My boss gets straight up PISSED sometimes when I question his training methods (they are stupid)  

Example: he does body part splits....that's just a start, he's training a guy I know who actually wants to get bigger, and when he does say back and bi's he'll do 3 exercises for bi's...with all kinds of forced reps and negatives...for bi's....

....

And grouped in with the back work would be good mornings and reverse flies, shit like that....maybe 1 row and 1 vertical pulling movement.  

So I look like the jackass last week when I go to train him on leg day and have him do say deadlifts or good mornings...guy looks at me and says "this is a back exercise."  WTF am I sposed to say "My boss is a dipshit"???   

Then a couple days later when my boss can't be there and I gotta train him again for "shoulder" day     I throw in some reverse flies for rear delt work and again "this is a back exercise"   

So shiznit, imagine having to answer to those trainers at your gym....


----------



## Mudge (Aug 20, 2006)

Some people do rear delts on back day, especially with rowing already getting them warmed up.


----------



## PWGriffin (Aug 21, 2006)

Mudge said:


> Some people do rear delts on back day, especially with rowing already getting them warmed up.



I wholeheartedly agree....ABSOLUTELY.  But if I was doing a body part split with a day just for shoulders (I wouldn't do this now) then I would save em for shoulder day.


----------



## studen77 (Aug 21, 2006)

You know what - when I was a beginner, I sure as heck wished my trainer gave me proper nutrition information...I was overweight and while weights came easily ( I'm naturally strong) my diet was crap and I knew nothing of proper diet.

-I thought carbs meant 'bread'
-I thought only paistries could make me fat (so I'd drink gallons of grape juice, eat sugary cereals like there was no tomorrow, etc.
-knew nothing of protein consumption or foods that provided ample amounts

This is the reason why i started out lifting seriously as a 'fat muscular' guy. Then the internet came around, sites like this started popping up around my sophmore year in college, and viola- all that changed.

Why do trainers only focus on weights with overweight people and barely even touch nutrition? Especially when the guy/girl is trying to lose weight?? That's like 90% of the battle! IS it because of ignorance?


----------



## PWGriffin (Aug 21, 2006)

studen77 said:


> You know what - when I was a beginner, I sure as heck wished my trainer gave me proper nutrition information...I was overweight and while weights came easily ( I'm naturally strong) my diet was crap and I knew nothing of proper diet.
> 
> -I thought carbs meant 'bread'
> -I thought only paistries could make me fat (so I'd drink gallons of grape juice, eat sugary cereals like there was no tomorrow, etc.
> ...



Well I touch on nutrition with all my clients and I give broad advice to all of them, and ask them constantly how the diet is going.  But where I am, I can't write diets out for clients because I'm not licensed to do that...

We do have food journals here that I give to all my clients,  where they write down exactly what they ate and bring it in.  

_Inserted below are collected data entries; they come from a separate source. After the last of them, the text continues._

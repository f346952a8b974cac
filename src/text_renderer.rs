//! Config-driven text renderer.
//!
//! `TextRenderer` loads the font tables named by a [`Config`] (or the embedded
//! fonts when no path is set) and draws text with the configured pipeline,
//! style and placement.

use std::sync::Arc;

use anyhow::{Context, Result};
use asciimesh_config::{Config, RenderMode};
use asciimesh_fonts::{BitmapTable, StrokeTable};
use asciimesh_render::{
    LayoutParams, LayoutSummary, LineStyle, PixelStyle, TextContext, VertexBuffers, text_width,
};

pub struct TextRenderer {
    config: Config,
    context: TextContext,
}

impl TextRenderer {
    /// Build a renderer from the config file in the platform config directory
    pub fn load() -> Result<Self> {
        let config = Config::load().context("Failed to load asciimesh config")?;
        Self::from_config(config)
    }

    /// Build a renderer and load both font tables for `config`
    pub fn from_config(config: Config) -> Result<Self> {
        config.validate().context("Invalid text renderer config")?;

        let mut context = TextContext::new();

        match &config.pixel_font_path {
            Some(path) => context
                .load_pixel_table(path)
                .with_context(|| format!("Failed to load pixel font {:?}", path))?,
            None => {
                log::info!("No pixel font configured, using embedded font");
                context.set_pixel_table(Arc::new(BitmapTable::embedded()?));
            }
        }

        match &config.line_font_path {
            Some(path) => context
                .load_line_table(path)
                .with_context(|| format!("Failed to load line font {:?}", path))?,
            None => {
                log::info!("No line font configured, using embedded font");
                context.set_line_table(Arc::new(StrokeTable::embedded()?));
            }
        }

        Ok(Self { config, context })
    }

    pub fn config(&self) -> &Config {
        &self.config
    }

    pub fn context(&self) -> &TextContext {
        &self.context
    }

    pub fn pixel_style(&self) -> PixelStyle {
        PixelStyle::from(&self.config)
    }

    pub fn line_style(&self) -> LineStyle {
        LineStyle::from(&self.config)
    }

    /// Placement for a draw at `(x_offset, y_offset)` with the configured spacing and cutoff
    pub fn layout_params(&self, x_offset: f32, y_offset: f32) -> LayoutParams {
        LayoutParams {
            x_offset,
            y_offset,
            spacing: self.config.spacing,
            max_chars: self.config.max_chars,
        }
    }

    /// Draw `text` at the configured offset
    pub fn draw(&mut self, text: &str) -> Result<LayoutSummary> {
        self.draw_at(text, self.config.x_offset, self.config.y_offset)
    }

    /// Draw `text` with its first glyph at `(x_offset, y_offset)`
    pub fn draw_at(&mut self, text: &str, x_offset: f32, y_offset: f32) -> Result<LayoutSummary> {
        let params = self.layout_params(x_offset, y_offset);
        let summary = match self.config.mode {
            RenderMode::Pixel => {
                let style = self.pixel_style();
                self.context.draw_pixel_text(text, &params, &style)?
            }
            RenderMode::Line => {
                let style = self.line_style();
                self.context.draw_line_text(text, &params, &style)?
            }
        };
        if !summary.skipped.is_empty() {
            log::warn!(
                "{} character(s) without a glyph in {:?}",
                summary.skipped.len(),
                text
            );
        }
        Ok(summary)
    }

    /// Output buffers of the configured pipeline
    pub fn buffers(&self) -> &VertexBuffers {
        self.context.buffers(self.config.mode)
    }

    /// Empty the output buffers before the next frame
    pub fn clear(&mut self) {
        self.context.clear_buffers();
    }

    /// Horizontal space `text` occupies when drawn with this renderer
    pub fn text_width(&self, text: &str) -> f32 {
        text_width(
            text,
            self.config.spacing,
            self.config.scale,
            self.config.max_chars,
        )
    }
}
//! Config persistence and path resolution for `Config`.
//!
//! Covers:
//! - `load` / `save` against the platform config directory
//! - `load_from` / `save_to` for explicit paths (YAML, atomic write)

use std::fs;
use std::path::{Path, PathBuf};

use super::Config;
use crate::error::ConfigError;

impl Config {
    /// Directory holding the asciimesh config file
    pub fn config_dir() -> PathBuf {
        dirs::config_dir()
            .unwrap_or_else(|| PathBuf::from("."))
            .join("asciimesh")
    }

    /// Default config file location
    pub fn config_path() -> PathBuf {
        Self::config_dir().join("config.yaml")
    }

    /// Load configuration from the default location, or defaults if there is no file
    pub fn load() -> Result<Self, ConfigError> {
        let config_path = Self::config_path();
        if config_path.exists() {
            Self::load_from(&config_path)
        } else {
            log::info!(
                "Config file not found at {:?}, using defaults",
                config_path
            );
            Ok(Self::default())
        }
    }

    /// Load and validate configuration from a YAML file
    pub fn load_from(path: impl AsRef<Path>) -> Result<Self, ConfigError> {
        let path = path.as_ref();
        log::info!("Loading config from {:?}", path);

        let contents = fs::read_to_string(path)?;
        let config: Config = serde_yaml_ng::from_str(&contents)?;

        if let Err(e) = config.validate() {
            log::error!("Config validation failed for {:?}: {}", path, e);
            return Err(e);
        }
        Ok(config)
    }

    /// Save configuration to the default location
    pub fn save(&self) -> Result<(), ConfigError> {
        self.save_to(Self::config_path())
    }

    /// Save configuration as YAML to `path`
    pub fn save_to(&self, path: impl AsRef<Path>) -> Result<(), ConfigError> {
        let path = path.as_ref();

        if let Some(parent) = path.parent() {
            fs::create_dir_all(parent)?;
        }

        let yaml = serde_yaml_ng::to_string(self)?;

        // Atomic save: write to temp file then rename to prevent corruption on crash
        let temp_path = path.with_extension("yaml.tmp");
        fs::write(&temp_path, &yaml)?;
        fs::rename(&temp_path, path)?;

        log::debug!("Saved config to {:?}", path);
        Ok(())
    }
}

Clients come to us because they need to exercise and they lack motivation.  They won't do anything unless someone makes them...alot of them really have to make themselves come to the sessions, on the premise that they know they need to and they are PAYING for this service, and they know they will feel better if they come.  So taking that into consideration, you can see how strict a client would be with their diet, even with all the right knowledge being preached 2-3 times a week.  If we could go home with them, it would be a whole different ball game and results would more than likely be dramatic.  

Did your trainer know that the main goal was fat loss??  Did you ever voice any concerns that perhaps you weren't getting what you wanted out of your training?

Also, when I firsted started training, I didn't diet and eventually lost 30lbs.  The training and the extra activity put my metabolism back in check and I began building more metabolically expensive tissue (muscle).  


He may have just been a dipshit though....but diet is just one of those things....even shitty trainers know you have to eat right to lose weight...


----------



## Mudge (Aug 21, 2006)

You could easily soak up entire sessions just talking about diet, especially if you dont know what a carbohydrate is at that point. Ask for nutrition counseling if you really need it, I suppose they should have suggested that.


----------



## Trouble (Aug 21, 2006)

Look, you *have* to know your nutrition, the fundamentals, in order to train someone.  

wtf?  Diet and nutrition is what percentage of the athletic performance result??

I tell you this from experience, you will never see much progress with clients if you don't spend a couple of extra sessions on diet - with nutrition guide (books they buy) in hand.  For that, you need your certs.


----------



## P-funk (Aug 21, 2006)

absolutely.  if you don't have the diet talk with your clients (even if they don't have weightloss goals), you are doing them a diservice.


----------



## Action-Jackson (Aug 21, 2006)

I'm also thinking of taking an exam/course to become a trainer. I think it would fit in well with my Uni major (Biomedical Science), as I'm learning Cell Biology, Physiology and anatomy, which would be a great help. I really should look up how to become a trainer in Australia.


----------



## P-funk (Aug 21, 2006)

that major (bimedical science) can set you up for a good position in this type of industry.


----------



## studen77 (Aug 21, 2006)

> Did your trainer know that the main goal was fat loss?? Did you ever voice any concerns that perhaps you weren't getting what you wanted out of your training?



I was a beginner! I just did what he told me! The workouts were great and I gained muscle, yet I'd go home with the same  poor diet and never see real gains! I remained fat. Because i didn't know proper diet I didn't know to ask.



> absolutely. if you don't have the diet talk with your clients (even if they don't have weightloss goals), you are doing them a diservice.



Exactly. especially for beginners like I was - You're gonna make em fat n muscular! That's just what I was because the guy didn't care to discuss diet - only working out!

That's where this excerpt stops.